The flight of temperance has often been seen in judicial proceedings since CJP Iftikhar Chaudhry made Article 184(3) the instrument of judicial hyper-activism. The jurisdiction vested in the SC under Article 184(3) is an institutional power that has unfortunately come to be regarded as the handmaid of an incumbent CJP. This power is completely unregulated. There are no intelligible criteria laid down for how it is to be exercised and what its limits are. Under the present CJP, the horizons of 184(3) have been expanded beyond previously conceivable limits.

In his speech inaugurating the new judicial year, CJP Saqib Nisar had announced publicly that the SC would soon determine the contours of 184(3). Despite much reliance on it since, no bench was constituted to structure and regulate its rampant use. The conflict inherent in such exercise is obvious. Any CJP who spells the limits of 184(3) and transforms it into what it is (ie an institutional power) would in effect be placing curbs on the unfettered power and discretion that he enjoys at the time by virtue of his office. But necessary it is to inject sobriety into the SC’s proceedings and certainty into judicial outcomes.

There are three models available to a new CJP: business-as-usual; cathartic-saviour; and judicial-reform. In the first, an incumbent see nothing wrong with how things are, enjoys his days in glory without seeking more and walks into the sunset. In the second, the incumbent wishes to build a legacy, save the nation, do good – but without being constrained by laws, principles and precedents when they get in the way of such righteous mission.

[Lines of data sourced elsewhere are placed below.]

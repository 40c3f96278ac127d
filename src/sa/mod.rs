//! Simulated-annealing search loop.
//!
//! A single-solution trajectory search: mutate, evaluate, accept or
//! reject under the Metropolis criterion, cool. Worsening moves are
//! accepted with a probability that decays with temperature, letting the
//! search escape local optima. The search is not guaranteed to reach
//! zero cost; it always terminates cleanly with the best solution seen.
//!
//! # References
//!
//! - Kirkpatrick, Gelatt & Vecchi (1983), "Optimization by Simulated Annealing"

mod config;
mod runner;

pub use config::SaConfig;
pub use runner::{HistoryEntry, Progress, SaResult, SaRunner};
//! Random initial construction.

use rand::Rng;

use crate::model::{Assignment, InvalidConfigurationError, Solution, TimetableConfig};

/// Probability of drawing from the preference list during construction.
const CONSTRUCTION_BIAS: f64 = 0.8;

/// Builds a random initial timetable honoring per-course session counts,
/// biased toward each teacher's preferred slots.
///
/// Fails before the first draw when a catalog is empty; the random
/// selection would otherwise be undefined.
pub fn generate<R: Rng>(
    config: &TimetableConfig,
    rng: &mut R,
) -> Result<Solution, InvalidConfigurationError> {
    config.validate()?;

    let mut timetable = Vec::with_capacity(config.total_sessions());
    for course in &config.courses {
        let teacher = config.teacher_of(course);
        for _ in 0..config.sessions_for(course) {
            let slot = pick_slot(config, teacher, CONSTRUCTION_BIAS, rng);
            let room = pick_room(config, rng);
            timetable.push(Assignment {
                course: course.clone(),
                slot,
                room,
            });
        }
    }
    Ok(timetable)
}

/// Preference-biased slot draw shared by construction and mutation:
/// when the teacher has a non-empty preference list, draw from it with
/// probability `bias`, otherwise from the full catalog.
pub(crate) fn pick_slot<R: Rng>(
    config: &TimetableConfig,
    teacher: Option<&str>,
    bias: f64,
    rng: &mut R,
) -> String {
    if let Some(prefs) = teacher.and_then(|t| config.preferences_for(t)) {
        if !prefs.is_empty() && rng.random_bool(bias) {
            return prefs[rng.random_range(0..prefs.len())].clone();
        }
    }
    config.slots[rng.random_range(0..config.slots.len())].clone()
}

/// Uniform room draw, independent of the slot choice.
pub(crate) fn pick_room<R: Rng>(config: &TimetableConfig, rng: &mut R) -> String {
    config.rooms[rng.random_range(0..config.rooms.len())].clone()
}

#[cfg(test)]
mod tests {
    use super::*;
    use crate::model::DEFAULT_SESSIONS;
    use proptest::prelude::*;
    use rand::rngs::StdRng;
    use rand::SeedableRng;

    fn config() -> TimetableConfig {
        TimetableConfig::new()
            .with_courses(["A", "B", "C"])
            .with_teacher("A", "Khan")
            .with_teacher("B", "Ali")
            .with_rooms(["R1", "R2"])
            .with_slots(["Mon 09:00-10:00", "Tue 09:00-10:00", "Wed 09:00-10:00"])
            .with_requirement("B", 3)
    }

    #[test]
    fn test_cardinality() {
        let config = config();
        let mut rng = StdRng::seed_from_u64(1);
        let solution = generate(&config, &mut rng).unwrap();

        // A and C default to 2 sessions, B requires 3.
        assert_eq!(solution.len(), 2 * DEFAULT_SESSIONS as usize + 3);
        assert_eq!(solution.iter().filter(|a| a.course == "B").count(), 3);
    }

    #[test]
    fn test_draws_stay_in_catalog() {
        let config = config();
        let mut rng = StdRng::seed_from_u64(2);
        let solution = generate(&config, &mut rng).unwrap();

        for a in &solution {
            assert!(config.slots.contains(&a.slot));
            assert!(config.rooms.contains(&a.room));
        }
    }

    #[test]
    fn test_empty_catalog_fails_fast() {
        let mut rng = StdRng::seed_from_u64(3);

        let no_rooms = config().with_rooms(Vec::<String>::new());
        assert_eq!(
            generate(&no_rooms, &mut rng),
            Err(InvalidConfigurationError::EmptyRooms)
        );

        let no_slots = config().with_slots(Vec::<String>::new());
        assert_eq!(
            generate(&no_slots, &mut rng),
            Err(InvalidConfigurationError::EmptySlots)
        );
    }

    #[test]
    fn test_preference_bias() {
        let config = config()
            .with_preference("Khan", ["Mon 09:00-10:00"])
            .with_requirement("A", 500);
        let mut rng = StdRng::seed_from_u64(4);
        let solution = generate(&config, &mut rng).unwrap();

        let khan_hits = solution
            .iter()
            .filter(|a| a.course == "A" && a.slot == "Mon 09:00-10:00")
            .count();
        // Expected rate is 0.8 plus 1/3 of the remaining 0.2; with 500
        // draws anything below 350 would be far outside the bias.
        assert!(khan_hits > 350, "expected biased draws, got {khan_hits}/500");
    }

    #[test]
    fn test_same_seed_same_solution() {
        let config = config();
        let a = generate(&config, &mut StdRng::seed_from_u64(9)).unwrap();
        let b = generate(&config, &mut StdRng::seed_from_u64(9)).unwrap();
        assert_eq!(a, b);
    }

    proptest! {
        #[test]
        fn test_cardinality_matches_requirements(
            counts in proptest::collection::vec(1u32..6, 1..8)
        ) {
            let names: Vec<String> = (0..counts.len()).map(|i| format!("C{i}")).collect();
            let mut config = TimetableConfig::new()
                .with_courses(names.clone())
                .with_rooms(["R1"])
                .with_slots(["Mon 09:00-10:00"]);
            for (name, &n) in names.iter().zip(&counts) {
                config = config.with_requirement(name.as_str(), n);
            }

            let mut rng = StdRng::seed_from_u64(0);
            let solution = generate(&config, &mut rng).unwrap();
            prop_assert_eq!(
                solution.len(),
                counts.iter().map(|&n| n as usize).sum::<usize>()
            );
        }
    }
}
//! Configuration and solution data model.
//!
//! A [`TimetableConfig`] is the immutable input snapshot for one run; a
//! [`Solution`] is an ordered list of (course, slot, room) assignments.
//! Everything here is plain data — the search logic lives in the other
//! modules.

mod config;
mod types;

pub use config::{InvalidConfigurationError, TimetableConfig, DEFAULT_SESSIONS};
pub use types::{Assignment, Solution};
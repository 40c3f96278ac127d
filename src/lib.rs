//! Simulated-annealing timetable engine.
//!
//! Assigns teaching sessions (course × required session count) to
//! (slot, room) pairs, minimizing a weighted penalty over hard conflicts
//! (double-booked teacher or room), soft preferences (a teacher's
//! preferred slots), and workload shape (sessions per day, back-to-back
//! versus gapped sessions). All constraints are soft: the search routes
//! around violations through the cost signal instead of rejecting
//! candidates, and returns the best timetable seen even when zero cost
//! is out of reach.
//!
//! # Architecture
//!
//! - [`model`]: the immutable configuration snapshot and the solution
//!   representation.
//! - [`slots`]: slot-label parsing with memoization.
//! - [`cost`]: the weight table and the penalty evaluator.
//! - [`moves`]: randomized construction and neighborhood mutation.
//! - [`sa`]: the annealing loop — mutate, evaluate, accept/reject, cool.
//! - [`analysis`]: summary statistics over a finished timetable.
//!
//! The crate defines no file format, CLI, or rendering surface; it takes
//! a configuration snapshot in and hands a result snapshot out. Front
//! ends, loaders, and report/chart renderers are external consumers.
//!
//! # Examples
//!
//! ```
//! use timegrid::cost::Weights;
//! use timegrid::model::TimetableConfig;
//! use timegrid::sa::{SaConfig, SaRunner};
//!
//! let config = TimetableConfig::new()
//!     .with_courses(["Algorithms", "Databases"])
//!     .with_teacher("Algorithms", "Khan")
//!     .with_teacher("Databases", "Ali")
//!     .with_rooms(["R1", "R2"])
//!     .with_slots(["Mon 09:00-11:00", "Tue 09:00-11:00"])
//!     .with_preference("Khan", ["Mon 09:00-11:00"]);
//!
//! let sa = SaConfig::default().with_max_iterations(10_000).with_seed(42);
//! let result = SaRunner::run(&config, &Weights::default(), &sa)?;
//!
//! assert_eq!(result.best.len(), config.total_sessions());
//! # Ok::<(), timegrid::model::InvalidConfigurationError>(())
//! ```

pub mod analysis;
pub mod cost;
pub mod model;
pub mod moves;
pub mod sa;
pub mod slots;
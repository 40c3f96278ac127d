//! Penalty weight table.

/// Named penalty weights for the cost model.
///
/// Hard violations (double bookings, missing teacher, malformed slot)
/// carry weights orders of magnitude above the workload-shape terms, so
/// the search eliminates them first but is never forced to reject a
/// candidate outright. Callers may override any subset.
///
/// # Examples
///
/// ```
/// use timegrid::cost::Weights;
///
/// let weights = Weights::default().with_not_preferred(5).with_gap(0);
/// assert_eq!(weights.not_preferred, 5);
/// assert_eq!(weights.teacher_slot_conflict, 20_000);
/// ```
#[derive(Debug, Clone, PartialEq, Eq)]
#[cfg_attr(feature = "serde", derive(serde::Serialize, serde::Deserialize))]
pub struct Weights {
    /// Same teacher booked twice into one slot.
    pub teacher_slot_conflict: u64,

    /// Same room booked twice into one slot.
    pub room_slot_conflict: u64,

    /// Course with no (or empty) teacher mapping.
    pub missing_teacher: u64,

    /// Assignment using a slot label that fails parsing.
    pub malformed_slot: u64,

    /// Slot outside the teacher's non-empty preference list.
    pub not_preferred: u64,

    /// Consecutive same-day sessions at most an hour apart.
    pub back_to_back: u64,

    /// Consecutive same-day sessions more than an hour apart.
    pub gap: u64,

    /// Per extra session beyond four for one teacher on one day.
    pub too_many_sessions_day: u64,
}

impl Default for Weights {
    fn default() -> Self {
        Self {
            teacher_slot_conflict: 20_000,
            room_slot_conflict: 20_000,
            missing_teacher: 20_000,
            malformed_slot: 20_000,
            not_preferred: 2,
            back_to_back: 1,
            gap: 1,
            too_many_sessions_day: 10,
        }
    }
}

impl Weights {
    pub fn with_teacher_slot_conflict(mut self, w: u64) -> Self {
        self.teacher_slot_conflict = w;
        self
    }

    pub fn with_room_slot_conflict(mut self, w: u64) -> Self {
        self.room_slot_conflict = w;
        self
    }

    pub fn with_missing_teacher(mut self, w: u64) -> Self {
        self.missing_teacher = w;
        self
    }

    pub fn with_malformed_slot(mut self, w: u64) -> Self {
        self.malformed_slot = w;
        self
    }

    pub fn with_not_preferred(mut self, w: u64) -> Self {
        self.not_preferred = w;
        self
    }

    pub fn with_back_to_back(mut self, w: u64) -> Self {
        self.back_to_back = w;
        self
    }

    pub fn with_gap(mut self, w: u64) -> Self {
        self.gap = w;
        self
    }

    pub fn with_too_many_sessions_day(mut self, w: u64) -> Self {
        self.too_many_sessions_day = w;
        self
    }
}

#[cfg(test)]
mod tests {
    use super::*;

    #[test]
    fn test_default_weights() {
        let w = Weights::default();
        assert_eq!(w.teacher_slot_conflict, 20_000);
        assert_eq!(w.room_slot_conflict, 20_000);
        assert_eq!(w.missing_teacher, 20_000);
        assert_eq!(w.malformed_slot, 20_000);
        assert_eq!(w.not_preferred, 2);
        assert_eq!(w.back_to_back, 1);
        assert_eq!(w.gap, 1);
        assert_eq!(w.too_many_sessions_day, 10);
    }

    #[test]
    fn test_partial_override() {
        let w = Weights::default()
            .with_back_to_back(7)
            .with_too_many_sessions_day(0);
        assert_eq!(w.back_to_back, 7);
        assert_eq!(w.too_many_sessions_day, 0);
        assert_eq!(w.gap, 1);
    }
}
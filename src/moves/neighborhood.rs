//! Neighborhood moves.

use rand::Rng;

use crate::model::{Assignment, Solution, TimetableConfig};

use super::generator::{pick_room, pick_slot};

/// Probability of drawing from the preference list when reassigning.
const REASSIGN_BIAS: f64 = 0.7;

/// Produces a neighbor of `solution` by one bounded mutation.
///
/// One uniform draw selects the move:
/// - below 0.45, two distinct assignments exchange their slots (or, less
///   often, swap wholesale);
/// - below 0.85, one assignment gets a preference-biased new slot and
///   usually a new room;
/// - otherwise, one assignment gets a new room only.
///
/// A single-assignment solution falls through from the swap arm to the
/// reassignment arm. The input is never modified; callers can keep the
/// original for the accept/reject comparison. An empty solution is
/// returned unchanged.
///
/// Catalogs are assumed non-empty; [`generate`](super::generate) checks
/// them before the search starts.
pub fn mutate<R: Rng>(
    solution: &[Assignment],
    config: &TimetableConfig,
    rng: &mut R,
) -> Solution {
    if solution.is_empty() {
        return Vec::new();
    }

    let mut next = solution.to_vec();
    let len = next.len();
    let move_kind: f64 = rng.random_range(0.0..1.0);

    if move_kind < 0.45 && len >= 2 {
        let i = rng.random_range(0..len);
        let mut j = rng.random_range(0..len);
        while j == i {
            j = rng.random_range(0..len);
        }
        if rng.random_bool(0.7) {
            // slots travel, courses and rooms stay put
            let slot_i = std::mem::take(&mut next[i].slot);
            next[i].slot = std::mem::replace(&mut next[j].slot, slot_i);
        } else {
            next.swap(i, j);
        }
    } else if move_kind < 0.85 {
        let idx = rng.random_range(0..len);
        let teacher = config.teacher_of(&next[idx].course);
        next[idx].slot = pick_slot(config, teacher, REASSIGN_BIAS, rng);
        if !rng.random_bool(0.25) {
            next[idx].room = pick_room(config, rng);
        }
    } else {
        let idx = rng.random_range(0..len);
        next[idx].room = pick_room(config, rng);
    }

    next
}

#[cfg(test)]
mod tests {
    use super::*;
    use rand::rngs::StdRng;
    use rand::SeedableRng;
    use std::collections::HashMap;

    fn config() -> TimetableConfig {
        TimetableConfig::new()
            .with_courses(["A", "B"])
            .with_teacher("A", "Khan")
            .with_teacher("B", "Ali")
            .with_rooms(["R1", "R2", "R3"])
            .with_slots(["Mon 09:00-10:00", "Tue 09:00-10:00", "Wed 09:00-10:00"])
    }

    fn solution() -> Vec<Assignment> {
        vec![
            Assignment::new("A", "Mon 09:00-10:00", "R1"),
            Assignment::new("A", "Tue 09:00-10:00", "R2"),
            Assignment::new("B", "Wed 09:00-10:00", "R3"),
        ]
    }

    #[test]
    fn test_empty_solution_is_stable() {
        let config = config();
        let mut rng = StdRng::seed_from_u64(0);
        assert!(mutate(&[], &config, &mut rng).is_empty());
    }

    #[test]
    fn test_input_is_not_modified() {
        let config = config();
        let original = solution();
        let snapshot = original.clone();
        let mut rng = StdRng::seed_from_u64(1);
        for _ in 0..100 {
            let _ = mutate(&original, &config, &mut rng);
        }
        assert_eq!(original, snapshot);
    }

    #[test]
    fn test_course_multiset_is_preserved() {
        let config = config();
        let original = solution();
        let mut rng = StdRng::seed_from_u64(2);

        fn count(s: &[Assignment]) -> HashMap<&str, usize> {
            let mut m: HashMap<&str, usize> = HashMap::new();
            for a in s {
                *m.entry(a.course.as_str()).or_default() += 1;
            }
            m
        }
        let expected = count(&original);

        for _ in 0..200 {
            let next = mutate(&original, &config, &mut rng);
            assert_eq!(next.len(), original.len());
            assert_eq!(count(&next), expected);
        }
    }

    #[test]
    fn test_single_assignment_falls_through_to_reassignment() {
        let config = config();
        let original = vec![Assignment::new("A", "Mon 09:00-10:00", "R1")];
        let mut rng = StdRng::seed_from_u64(3);

        for _ in 0..200 {
            let next = mutate(&original, &config, &mut rng);
            assert_eq!(next.len(), 1);
            assert_eq!(next[0].course, "A");
            assert!(config.slots.contains(&next[0].slot));
            assert!(config.rooms.contains(&next[0].room));
        }
    }

    #[test]
    fn test_mutation_changes_at_most_two_positions() {
        let config = config();
        let original = solution();
        let mut rng = StdRng::seed_from_u64(4);

        for _ in 0..200 {
            let next = mutate(&original, &config, &mut rng);
            let changed = original
                .iter()
                .zip(&next)
                .filter(|(a, b)| a != b)
                .count();
            assert!(changed <= 2, "move touched {changed} positions");
        }
    }
}
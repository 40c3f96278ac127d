//! Timetable configuration snapshot.

use std::collections::HashMap;
use std::fmt;

/// Sessions scheduled for a course when `requirements` has no entry for it.
pub const DEFAULT_SESSIONS: u32 = 2;

/// Immutable input catalog for one optimization run.
///
/// Supplied by an external collaborator (front-end, loader); the engine
/// never mutates it. Courses are kept in a `Vec` so iteration order is
/// deterministic and runs are reproducible under a fixed seed.
///
/// # Examples
///
/// ```
/// use timegrid::model::TimetableConfig;
///
/// let config = TimetableConfig::new()
///     .with_courses(["Algorithms", "Databases"])
///     .with_teacher("Algorithms", "Khan")
///     .with_teacher("Databases", "Ali")
///     .with_rooms(["R1", "R2"])
///     .with_slots(["Mon 09:00-11:00", "Tue 09:00-11:00"])
///     .with_preference("Khan", ["Mon 09:00-11:00"]);
///
/// assert!(config.validate().is_ok());
/// ```
#[derive(Debug, Clone, Default, PartialEq)]
#[cfg_attr(feature = "serde", derive(serde::Serialize, serde::Deserialize))]
pub struct TimetableConfig {
    /// Course identifiers, in deterministic iteration order.
    pub courses: Vec<String>,

    /// Course → teacher. An empty string or a missing entry means the
    /// course has no teacher assigned (penalized, never an error).
    pub faculty: HashMap<String, String>,

    /// Room catalog. Must be non-empty to run.
    pub rooms: Vec<String>,

    /// Slot catalog, labels of the form `"<Day> <HH:MM>-<HH:MM>"`.
    /// Must be non-empty to run. Malformed labels are allowed here;
    /// they are charged by the cost model when a solution uses them.
    pub slots: Vec<String>,

    /// Teacher → preferred slot labels. May be absent or empty per teacher.
    pub preferred_slots: HashMap<String, Vec<String>>,

    /// Course → required session count. Missing entries default to
    /// [`DEFAULT_SESSIONS`].
    pub requirements: HashMap<String, u32>,
}

impl TimetableConfig {
    pub fn new() -> Self {
        Self::default()
    }

    pub fn with_courses<I, S>(mut self, courses: I) -> Self
    where
        I: IntoIterator<Item = S>,
        S: Into<String>,
    {
        self.courses = courses.into_iter().map(Into::into).collect();
        self
    }

    pub fn with_teacher(mut self, course: impl Into<String>, teacher: impl Into<String>) -> Self {
        self.faculty.insert(course.into(), teacher.into());
        self
    }

    pub fn with_rooms<I, S>(mut self, rooms: I) -> Self
    where
        I: IntoIterator<Item = S>,
        S: Into<String>,
    {
        self.rooms = rooms.into_iter().map(Into::into).collect();
        self
    }

    pub fn with_slots<I, S>(mut self, slots: I) -> Self
    where
        I: IntoIterator<Item = S>,
        S: Into<String>,
    {
        self.slots = slots.into_iter().map(Into::into).collect();
        self
    }

    pub fn with_preference<I, S>(mut self, teacher: impl Into<String>, slots: I) -> Self
    where
        I: IntoIterator<Item = S>,
        S: Into<String>,
    {
        self.preferred_slots
            .insert(teacher.into(), slots.into_iter().map(Into::into).collect());
        self
    }

    pub fn with_requirement(mut self, course: impl Into<String>, sessions: u32) -> Self {
        self.requirements.insert(course.into(), sessions);
        self
    }

    /// The teacher of a course, or `None` when the course has no teacher
    /// mapping or the mapped name is empty.
    pub fn teacher_of(&self, course: &str) -> Option<&str> {
        self.faculty
            .get(course)
            .map(String::as_str)
            .filter(|t| !t.is_empty())
    }

    /// Required session count for a course, defaulting to [`DEFAULT_SESSIONS`].
    pub fn sessions_for(&self, course: &str) -> u32 {
        self.requirements
            .get(course)
            .copied()
            .unwrap_or(DEFAULT_SESSIONS)
    }

    /// Preference list for a teacher, if one was registered at all.
    pub fn preferences_for(&self, teacher: &str) -> Option<&[String]> {
        self.preferred_slots.get(teacher).map(Vec::as_slice)
    }

    /// Total number of assignments a generated solution will contain.
    pub fn total_sessions(&self) -> usize {
        self.courses
            .iter()
            .map(|c| self.sessions_for(c) as usize)
            .sum()
    }

    /// Checks the shape preconditions of the search.
    ///
    /// Empty catalogs make the random draws undefined, so they are
    /// rejected up front instead of being discovered mid-loop.
    pub fn validate(&self) -> Result<(), InvalidConfigurationError> {
        if self.courses.is_empty() {
            return Err(InvalidConfigurationError::EmptyCourses);
        }
        if self.rooms.is_empty() {
            return Err(InvalidConfigurationError::EmptyRooms);
        }
        if self.slots.is_empty() {
            return Err(InvalidConfigurationError::EmptySlots);
        }
        Ok(())
    }
}

/// A configuration whose shape makes the search itself undefined.
#[derive(Debug, Clone, Copy, PartialEq, Eq)]
pub enum InvalidConfigurationError {
    /// No courses to schedule.
    EmptyCourses,

    /// No rooms to draw from.
    EmptyRooms,

    /// No slots to draw from.
    EmptySlots,
}

impl fmt::Display for InvalidConfigurationError {
    fn fmt(&self, f: &mut fmt::Formatter<'_>) -> fmt::Result {
        match self {
            Self::EmptyCourses => write!(f, "course catalog is empty"),
            Self::EmptyRooms => write!(f, "room catalog is empty"),
            Self::EmptySlots => write!(f, "slot catalog is empty"),
        }
    }
}

impl std::error::Error for InvalidConfigurationError {}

The cathartic-saviour model is often rationalised in the name of necessity or on the basis of the vacuum theory ie nature abhors a vacuum and if the executive and legislature don’t measure up, the judiciary must step in. That if the SC uses its pulpit to flag critical issues and then prods the executive to do something about it, it is only helping the executive discharge its duties. Built within this argument is a presumption that there is something unique about our DNA or state of existence as a polity that makes such intervention helpful if not necessary.

What this argument disregards is that usurping the role of another branch creates institutional imbalances and the short-circuit solution that the judiciary offers retards the long-term ability of the executive to discharge its functions. That the judiciary isn’t qualified, legally or practically, to step into the executive’s shoes and force its hand to make policy choices one way or another. It is only qualified to declare retrospectively that the executive has acted such that falls foul of the law, which is what judicial review is about.

Once the SC assumes the mantle of fixing everyone and everything, what suffers most is its ability to undertake self-accountability and self-reform. In this sense, the cathartic-saviour model is the antithesis of the judicial-reform model. Exposing executive failure and stepping into direct exercise of executive authority without worrying about unintended consequences amidst populist applause makes the cathartic-saviour model all-appealing. But it drives focus away from justice sector reform, which falls squarely within the judiciary’s province.

Isn’t it ironic that those who justify the SC’s activism, excessive use of 184(3) and overbearing intervention in the executive’s domain due to the executive’s failure to do what it is required to are the same folk who also justify the existence of military courts due to the judiciary’s failure to do what it is supposed to?

There were high hopes when CJP Nisar assumed office two years back. What became of them? We will be able to analyse next week once he hangs his robes. Will Justice Khosa continue on the primrose path his predecessor opted for or break free from the cathartic-saviour model?

Here is a New Year wish: may CJP Khosa take up the challenge of striding down the uncharted judicial-reform path instead.

The writer is a lawyer based in Islamabad.